Records from a data source:

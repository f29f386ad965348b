//! Transport-independent business rules for alarm definitions and
//! notification methods.
//!
//! Services validate every request before touching storage, resolve
//! cross-entity references, and translate typed [`StorageError`]s into the
//! [`ServiceError`] taxonomy the HTTP layer maps onto status codes.

pub mod alarm_definitions;
pub mod notification_methods;
pub mod validation;

pub use alarm_definitions::AlarmDefinitionService;
pub use notification_methods::NotificationMethodService;

use vigil_storage::StorageError;

use crate::config::PaginationConfig;

#[derive(Debug, thiserror::Error)]
pub enum ServiceError {
    /// Malformed or out-of-bound input, rejected before any store access.
    #[error("{0}")]
    Validation(String),

    /// Well-formed input that violates a business rule.
    #[error("{0}")]
    Unprocessable(String),

    #[error("{entity} '{id}' not found")]
    NotFound { entity: &'static str, id: String },

    #[error("{entity} named '{name}' already exists")]
    AlreadyExists { entity: &'static str, name: String },

    #[error("notification method '{0}' does not exist")]
    InvalidActionReference(String),

    #[error("storage failure: {0}")]
    Storage(#[source] StorageError),
}

impl From<StorageError> for ServiceError {
    fn from(err: StorageError) -> Self {
        match err {
            StorageError::NotFound { entity, id } => ServiceError::NotFound { entity, id },
            StorageError::AlreadyExists { entity, name } => {
                ServiceError::AlreadyExists { entity, name }
            }
            StorageError::InvalidActionReference { id } => ServiceError::InvalidActionReference(id),
            StorageError::Expression(e) => ServiceError::Unprocessable(format!("expression: {e}")),
            other => ServiceError::Storage(other),
        }
    }
}

pub type ServiceResult<T> = Result<T, ServiceError>;

/// Cursor pagination input: `offset` is the last ID seen, not a row count.
#[derive(Debug, Clone, Default)]
pub struct PageRequest {
    pub offset: Option<String>,
    pub limit: Option<u64>,
}

impl PageRequest {
    /// Resolves the effective limit: default when absent, capped at the
    /// configured maximum, zero rejected.
    pub fn resolve_limit(&self, config: &PaginationConfig) -> ServiceResult<u64> {
        match self.limit {
            None => Ok(config.default_limit),
            Some(0) => Err(ServiceError::Validation(
                "limit must be greater than 0".to_string(),
            )),
            Some(n) => Ok(n.min(config.max_limit)),
        }
    }

    pub fn offset(&self) -> Option<&str> {
        self.offset.as_deref().filter(|o| !o.is_empty())
    }
}

/// One page of results plus the cursor for the next page, if any.
#[derive(Debug, Clone)]
pub struct Page<T> {
    pub elements: Vec<T>,
    pub limit: u64,
    pub next_offset: Option<String>,
}

impl<T> Page<T> {
    /// Builds a page from a store result that fetched `limit + 1` rows.
    pub fn from_probe(mut rows: Vec<T>, limit: u64, id_of: impl Fn(&T) -> &str) -> Self {
        let has_more = rows.len() as u64 > limit;
        rows.truncate(limit as usize);
        let next_offset = if has_more {
            rows.last().map(|r| id_of(r).to_string())
        } else {
            None
        };
        Self {
            elements: rows,
            limit,
            next_offset,
        }
    }

    pub fn has_more(&self) -> bool {
        self.next_offset.is_some()
    }
}

#[cfg(test)]
mod tests {
    use super::*;

    fn config() -> PaginationConfig {
        PaginationConfig {
            default_limit: 20,
            max_limit: 100,
        }
    }

    #[test]
    fn limit_defaults_caps_and_rejects_zero() {
        let cfg = config();
        assert_eq!(PageRequest::default().resolve_limit(&cfg).unwrap(), 20);
        let big = PageRequest {
            limit: Some(5000),
            ..Default::default()
        };
        assert_eq!(big.resolve_limit(&cfg).unwrap(), 100);
        let zero = PageRequest {
            limit: Some(0),
            ..Default::default()
        };
        assert!(matches!(
            zero.resolve_limit(&cfg),
            Err(ServiceError::Validation(_))
        ));
    }

    #[test]
    fn empty_offset_means_first_page() {
        let req = PageRequest {
            offset: Some(String::new()),
            limit: None,
        };
        assert_eq!(req.offset(), None);
    }

    #[test]
    fn probe_row_sets_next_offset() {
        let rows = vec!["1".to_string(), "2".to_string(), "3".to_string()];
        let page = Page::from_probe(rows, 2, |s| s.as_str());
        assert_eq!(page.elements, vec!["1", "2"]);
        assert_eq!(page.next_offset.as_deref(), Some("2"));

        let last = Page::from_probe(vec!["4".to_string()], 2, |s| s.as_str());
        assert!(!last.has_more());
    }

    #[test]
    fn storage_errors_translate() {
        let err: ServiceError = StorageError::InvalidActionReference { id: "x".into() }.into();
        assert!(matches!(err, ServiceError::InvalidActionReference(ref id) if id == "x"));

        let err: ServiceError = StorageError::UnexpectedColumnValue {
            column: "severity",
            value: "LOUD".into(),
        }
        .into();
        assert!(matches!(err, ServiceError::Storage(_)));
    }
}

* _ACTIVITY_:
Using the entries above, work out how many lines contain the string "Option". Respond with that number alone.

* _ANSWER SPACE_:
4